Scientific classification
- Kingdom: Animalia
- Phylum: Chordata
- Class: Actinopterygii
- Order: Syngnathiformes
- Family: Syngnathidae
- Genus: Hippocampus
- Species: H. pontohi
- Binomial name: Hippocampus pontohi Lourie & Kuiter, 2008
- Synonyms: Hippocampus severnsi Lourie & Kuiter, 2008;

= Hippocampus pontohi =

- Genus: Hippocampus
- Species: pontohi
- Authority: Lourie & Kuiter, 2008
- Conservation status: LC

Species of fish

Hippocampus pontohi, also known as Pontoh's pygmy seahorse or the weedy pygmy seahorse, is a seahorse of the family Syngnathidae native to the central Indo-pacific. Named after Hentje Pontoh, the Indonesian dive guide from Bunaken (Manado) who first brought these pygmy seahorses to attention.

==Description==
The weedy pygmy seahorse is a small fish which can reach a maximum length of approximately 1.7 cm, which makes it one of the smallest representatives of the seahorses.
The body is small and slender with a prehensile tail. The head is relatively large, it represents about 25% of the size of the body.
The eyes are prominent. It has a moderately long snout and this later does not have any bulbous tip. The coronet rises rearwardly creating a kind of angle when the animal's profile is observed.
The trunk and tail may also have some small bulbs. The coronet and the widest part of the back can have some red distinctive branching filaments.
The body background color is whitish with a yellow to pinkish color on the head and backside of its body.
Thin red lines may also extend from the starting point of the cutaneous filaments from its back. The tail has also some red bands.

==Distribution and habitat==
The Pontoh's pygmy seahorse has been recorded from central Indo-Pacific area in eastern Indonesia and Papua New Guinea.

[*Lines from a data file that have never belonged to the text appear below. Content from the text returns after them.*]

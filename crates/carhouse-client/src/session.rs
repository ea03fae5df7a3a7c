//! Session and account surface: login, logout, current session, register.
//!
//! The session token is opaque — the backend issues and validates it, we
//! only carry it back on each call.

use reqwest::Method;
use serde_json::json;

use carhouse_core::{Role, ServiceError};

use crate::backend::{Backend, FailureKind};
use crate::model::{RegisterInput, Session, SessionUser, User};

impl Backend {
    /// Exchange credentials for a session token.
    pub async fn login(&self, email: &str, password: &str) -> Result<Session, ServiceError> {
        let body = json!({"email": email, "password": password});
        let value = self
            .execute(
                self.request(Method::POST, "/auth/login").json(&body),
                FailureKind::Write,
            )
            .await?;
        Self::record(value, "session")
    }

    /// Resolve the user behind a session token. `None` means the token is
    /// missing, expired or revoked — not an error. A pure read, so it gets
    /// the same retry-once treatment as the list fetches.
    pub async fn get_session(&self, token: &str) -> Result<Option<SessionUser>, ServiceError> {
        match self.get_json_auth("/auth/session", Some(token)).await {
            Ok(value) => Ok(Some(Self::record(value, "session user")?)),
            Err(ServiceError::Unauthorized(_)) => Ok(None),
            Err(e) => Err(e),
        }
    }

    /// Revoke the session behind a token. A failed revoke is logged by the
    /// caller, not fatal — the cookie is cleared either way.
    pub async fn logout(&self, token: &str) -> Result<(), ServiceError> {
        self.execute(
            self.request(Method::POST, "/auth/logout").bearer_auth(token),
            FailureKind::Write,
        )
        .await?;
        Ok(())
    }

    /// Register a new account with the given role.
    pub async fn register(&self, input: &RegisterInput) -> Result<User, ServiceError> {
        let value = self
            .execute(
                self.request(Method::POST, "/auth/register").json(input),
                FailureKind::Write,
            )
            .await?;
        Self::record(value, "user")
    }

    /// Grant admin-table membership to a user.
    pub async fn add_admin(
        &self,
        user_id: &str,
        role: Role,
        permissions: &[&str],
    ) -> Result<(), ServiceError> {
        let body = json!({
            "user_id": user_id,
            "role": role,
            "permissions": permissions,
        });
        self.execute(
            self.request(Method::POST, "/rest/admins").json(&body),
            FailureKind::Write,
        )
        .await?;
        Ok(())
    }

    /// Revoke admin-table membership.
    pub async fn remove_admin(&self, user_id: &str) -> Result<(), ServiceError> {
        self.execute(
            self.request(Method::DELETE, &format!("/rest/admins/{}", user_id)),
            FailureKind::Write,
        )
        .await?;
        Ok(())
    }
}
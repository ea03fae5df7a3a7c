//! File upload to the backend's object store.

use reqwest::multipart::{Form, Part};
use reqwest::Method;

use carhouse_core::ServiceError;

use crate::backend::{Backend, FailureKind};

impl Backend {
    /// Upload a file to the configured bucket and return its public URL.
    ///
    /// Called only after the primary record write succeeded; a failure here
    /// is surfaced as a warning and the primary record is kept (no rollback,
    /// no retry — uploads are writes).
    pub async fn upload_file(
        &self,
        filename: &str,
        content_type: &str,
        bytes: Vec<u8>,
    ) -> Result<String, ServiceError> {
        let part = Part::bytes(bytes)
            .file_name(filename.to_string())
            .mime_str(content_type)
            .map_err(|e| ServiceError::UploadFailed(format!("invalid content type: {}", e)))?;
        let form = Form::new().part("file", part);

        let path = format!("/storage/{}/{}", self.bucket(), filename);
        let value = self
            .execute(
                self.request(Method::POST, &path).multipart(form),
                FailureKind::Upload,
            )
            .await?;

        value
            .get("url")
            .and_then(|v| v.as_str())
            .map(str::to_string)
            .ok_or_else(|| {
                ServiceError::UploadFailed("upload response missing public URL".to_string())
            })
    }
}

This pygmy seahorse likes reef wall exposed to current and rich in Halimeda plants or hydroids Aglaophenia cupressina between 11 and 25 meters depth.

==Biology==
The weedy pygmy seahorse has a carnivorous diet and feeds on small crustaceans and other planktonic organisms.
The species is ovoviviparous, and it is the male who broods the eggs in its ventral brood pouch. The latter includes villi rich in capillaries that surround each fertilized egg creating a sort of placenta supplying the embryos. When fully grown, pups are expelled from the pocket and become autonomous.

==Conservation status==
This species population may be vulnerable to the loss of meadows of Halimedadue to the acidification of oceans, however, it can use other habitats and is listed as Least Concern by the IUCN.

Internationally, it is also listed in Appendix II of the Convention on International Trade in Endangered Species of Wild Fauna and Flora (CITES) this means that it is on the list of species not necessarily threatened with extinction, but in which trade must be controlled in order to avoid utilization incompatible with their survival.

==Naming==
The specific name honours Hence Pontoh, an Indonesian dive guide who brought these small seahorses to the attention of its describers.